Successful advisors do well when the market’s going down, not the inverse. It’s easy to be successful in an up market. Go ahead. Sorry Steve.
Steve Wershing:
No, I’ll reinforce what you were just saying about what people really appreciate. I’m right now in the thick of client advisory board season. We’ve been asking a lot of advisory boards of all the things that your advisor does and how they do them for you, what do you find most valuable? They say things like, “They have a great Rolodex. They can refer me to people that will solve my other needs.” And, “They return my phone calls really fast.” Those kinds of things. Sometimes we’ll do an exercise where we’ll lay that. We say, “Okay, here’s $100 in fees that your advisor charges you. How would you apportion all of those things out against this $100 hypothetical fee?” I have to actually remind them, “How about investment management? Where would you rate that?” They don’t come up with… As soon as I bring it up they’re like, “Oh, that’s the most important.” But it’s not what they mention when they’re asked to list those things unprompted.

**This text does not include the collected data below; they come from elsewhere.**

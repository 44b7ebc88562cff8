//! The [`ChatModel`] seam between orchestration and a concrete LLM provider.

use async_trait::async_trait;

use crate::Result;

#[derive(Debug, Clone, Copy, PartialEq, Eq)]
pub enum Role {
  System,
  User,
  Assistant,
}

impl Role {
  pub fn as_str(self) -> &'static str {
    match self {
      Self::System => "system",
      Self::User => "user",
      Self::Assistant => "assistant",
    }
  }
}

#[derive(Debug, Clone, PartialEq, Eq)]
pub struct PromptMessage {
  pub role:    Role,
  pub content: String,
}

impl PromptMessage {
  pub fn system(content: impl Into<String>) -> Self {
    Self { role: Role::System, content: content.into() }
  }

  pub fn user(content: impl Into<String>) -> Self {
    Self { role: Role::User, content: content.into() }
  }
}

/// One chat-completion call.
#[derive(Debug, Clone, PartialEq, Eq)]
pub struct CompletionRequest {
  pub messages:      Vec<PromptMessage>,
  /// Ask the provider to constrain its reply to a single JSON object.
  pub json_response: bool,
}

/// A language model that turns a conversation into one reply.
///
/// The trait is object safe so the server can hold an
/// `Arc<dyn ChatModel>` chosen at startup.
#[async_trait]
pub trait ChatModel: Send + Sync {
  /// Return the text of the model's reply. A reply without content is
  /// returned as an empty string.
  async fn complete(&self, request: CompletionRequest) -> Result<String>;
}
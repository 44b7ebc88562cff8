//! Chat sessions: the stored conversation history behind `/chat`.

use chrono::{DateTime, Utc};
use serde::{Deserialize, Serialize};
use uuid::Uuid;
use validator::Validate;

use crate::id::SessionId;

#[derive(Debug, Clone, Copy, PartialEq, Eq, Serialize, Deserialize)]
#[serde(rename_all = "lowercase")]
pub enum ChatRole {
  User,
  Assistant,
}

impl ChatRole {
  pub fn as_str(self) -> &'static str {
    match self {
      Self::User => "user",
      Self::Assistant => "assistant",
    }
  }
}

#[derive(Debug, Clone, PartialEq, Eq, Serialize, Deserialize)]
pub struct ChatMessage {
  pub id:        String,
  pub role:      ChatRole,
  pub content:   String,
  pub timestamp: DateTime<Utc>,
}

impl ChatMessage {
  /// A new message with an id of the form `<uuid>-<role>`.
  pub fn new(role: ChatRole, content: impl Into<String>, at: DateTime<Utc>) -> Self {
    Self {
      id:        format!("{}-{}", Uuid::new_v4(), role.as_str()),
      role,
      content:   content.into(),
      timestamp: at,
    }
  }
}

#[derive(Debug, Clone, PartialEq, Eq, Serialize, Deserialize)]
pub struct ChatSessionRecord {
  pub id:           SessionId,
  /// Oldest first.
  pub messages:     Vec<ChatMessage>,
  pub created_date: DateTime<Utc>,
}

impl ChatSessionRecord {
  pub fn create(input: NewChatSession, now: DateTime<Utc>) -> Self {
    Self {
      id:           SessionId::generate(),
      messages:     input.messages,
      created_date: now,
    }
  }

  pub fn apply(&mut self, patch: ChatSessionPatch) {
    if let Some(messages) = patch.messages {
      self.messages = messages;
    }
  }
}

/// Input to [`crate::store::EntityStore::create_chat_session`].
#[derive(Debug, Clone, Default, Deserialize, Validate)]
pub struct NewChatSession {
  #[serde(default)]
  pub messages: Vec<ChatMessage>,
}

#[derive(Debug, Clone, Default, Deserialize, Validate)]
pub struct ChatSessionPatch {
  pub messages: Option<Vec<ChatMessage>>,
}

#[cfg(test)]
mod tests {
  use super::*;

  #[test]
  fn message_ids_carry_the_role_suffix() {
    let now = Utc::now();
    let user = ChatMessage::new(ChatRole::User, "hi", now);
    let bot = ChatMessage::new(ChatRole::Assistant, "hello", now);
    assert!(user.id.ends_with("-user"));
    assert!(bot.id.ends_with("-assistant"));
    assert_ne!(user.id, bot.id);
  }

  #[test]
  fn roles_serialize_lowercase() {
    assert_eq!(serde_json::to_string(&ChatRole::Assistant).unwrap(), "\"assistant\"");
  }
}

The other interesting thing is that everybody says investment performance is key, maybe most important. But then I ask, “How many people in the room, put up your hand if you’ve evaluated the last quarterly performance of your advisor compared to any other advisor?” And of course, nobody raises their hand. The only thing that they evaluate it against is the benchmark that the advisor themselves provide as a way of comparison. I’m totally in agreement with you that it’s all of those non-tangible, those service oriented things that really are the root of satisfaction as opposed to any of the objective, measurable things that we tend to think about as most important in the advisory relationship.
Julie Littlechild:
Maybe I can just use that to get us talking about the study. Kevin, tell us about the report first of all that was released. I assume this is something that we can just link to. Tell me if I’m wrong on that. And maybe some of the key findings.
Kevin Quigg:
Yeah, it is something that you can just link to. It’s on theacsi.org is the website or ExponentialETFs.com. But, yeah, really what we were hoping to do is we’ve observed this phenomena in all industries that satisfaction leads to a better result with respect to your clients. We wanted to take that from a consistency standpoint and apply it to the financial services industry. Asking the same questions we would someone regarding their car purchase or their mortgage purchase or their dining purchase, and obviously modifying it somewhat for this industry but what are those things that they value?

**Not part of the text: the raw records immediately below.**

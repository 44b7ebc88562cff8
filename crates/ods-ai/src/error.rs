//! Error type for `ods-ai`.

use thiserror::Error;

#[derive(Debug, Error)]
pub enum Error {
  #[error("http error: {0}")]
  Http(#[from] reqwest::Error),

  #[error("model API returned {status}: {body}")]
  Api { status: u16, body: String },

  #[error("malformed model reply: {0}")]
  MalformedResponse(String),

  #[error("prompt encoding error: {0}")]
  Encode(#[from] serde_json::Error),

  #[error("store error: {0}")]
  Store(#[source] Box<dyn std::error::Error + Send + Sync>),
}

impl Error {
  pub(crate) fn store<E>(e: E) -> Self
  where
    E: std::error::Error + Send + Sync + 'static,
  {
    Self::Store(Box::new(e))
  }
}

pub type Result<T, E = Error> = std::result::Result<T, E>;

Satisfaction is a vague term. What we’re looking for is the type of satisfaction that leads to future behavior. That leads to you either working with your advisor more or not working with your advisor and looking for a new one or referring someone, et cetera, et cetera. Really what we found was, and I think it’s fairly common sensical in some ways, but those things that are institutionalized, the ease of opening an account, the website for the firm, how easy you can pay your bills, those are across the board excellent. Everybody does those well because, again, they come from the home office and they’re things that tie into opening accounts and their bottom line. Those things are all universally excellent.

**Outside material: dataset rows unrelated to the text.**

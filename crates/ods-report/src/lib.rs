//! PDF reports over a [`Dataset`] snapshot.
//!
//! Rendering is two-step: [`layout::compose`] turns the dataset into styled
//! blocks, and [`pdf::write`] paginates those blocks into an A4 document.
//! Both steps are synchronous and CPU-bound; async callers should run
//! [`render`] on a blocking thread.

pub mod error;
pub mod kind;
pub mod layout;
pub mod pdf;

use bytes::Bytes;
use chrono::{DateTime, NaiveDate, Utc};
use ods_core::dataset::Dataset;

pub use error::{Error, Result};
pub use kind::ReportKind;

/// Render the report of `kind` for `dataset` as PDF bytes.
pub fn render(
  kind: ReportKind,
  dataset: &Dataset,
  generated_at: DateTime<Utc>,
) -> Result<Bytes> {
  let blocks = layout::compose(kind, dataset, generated_at);
  let pdf = pdf::write(&blocks, kind.title())?;
  tracing::debug!(kind = %kind, bytes = pdf.len(), "rendered report");
  Ok(Bytes::from(pdf))
}

/// Download name: `object-design-<kind>-report-<YYYY-MM-DD>.pdf`.
pub fn filename(kind: ReportKind, date: NaiveDate) -> String {
  format!("object-design-{kind}-report-{}.pdf", date.format("%Y-%m-%d"))
}

#[cfg(test)]
mod tests {
  use super::*;

  #[test]
  fn sample_full_report_is_a_loadable_pdf() {
    let bytes = render(ReportKind::Full, &Dataset::sample(), Utc::now()).unwrap();
    let doc = lopdf::Document::load_mem(&bytes).unwrap();
    assert!(!doc.get_pages().is_empty());
  }

  #[test]
  fn filename_carries_kind_and_date() {
    let date = NaiveDate::from_ymd_opt(2024, 3, 9).unwrap();
    assert_eq!(
      filename(ReportKind::Relations, date),
      "object-design-relations-report-2024-03-09.pdf"
    );
  }
}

Where we see separation, which is really what was interesting to me, is really on more what Steve mentioned, those people skills, those personalized skills. How frequently do you contact your advisor? What is your communication experience like? And then how mobile is that relationship? Again, we in financial services don’t work in a vacuum, so the same technology that’s taking place in the world where people are moving from desktop to laptop to phone to et cetera, that’s taking place in our industry too. The opportunity we found for advisors to grow their business, to get more referrals, to be more successful lies in that experience. As in how well or poorly are you communicating to your clients? What is the schedule? What are you asking them? What types of information do you have? How open is your relationship? That’s a big one. How open is your relationship because often times and I know we’ll talk about this in a bit, but advisors like to call to get confirmation they’re doing a good job. They don’t like to call nearly as much when things are a little more rough. And that’s actually the exact time you should be calling.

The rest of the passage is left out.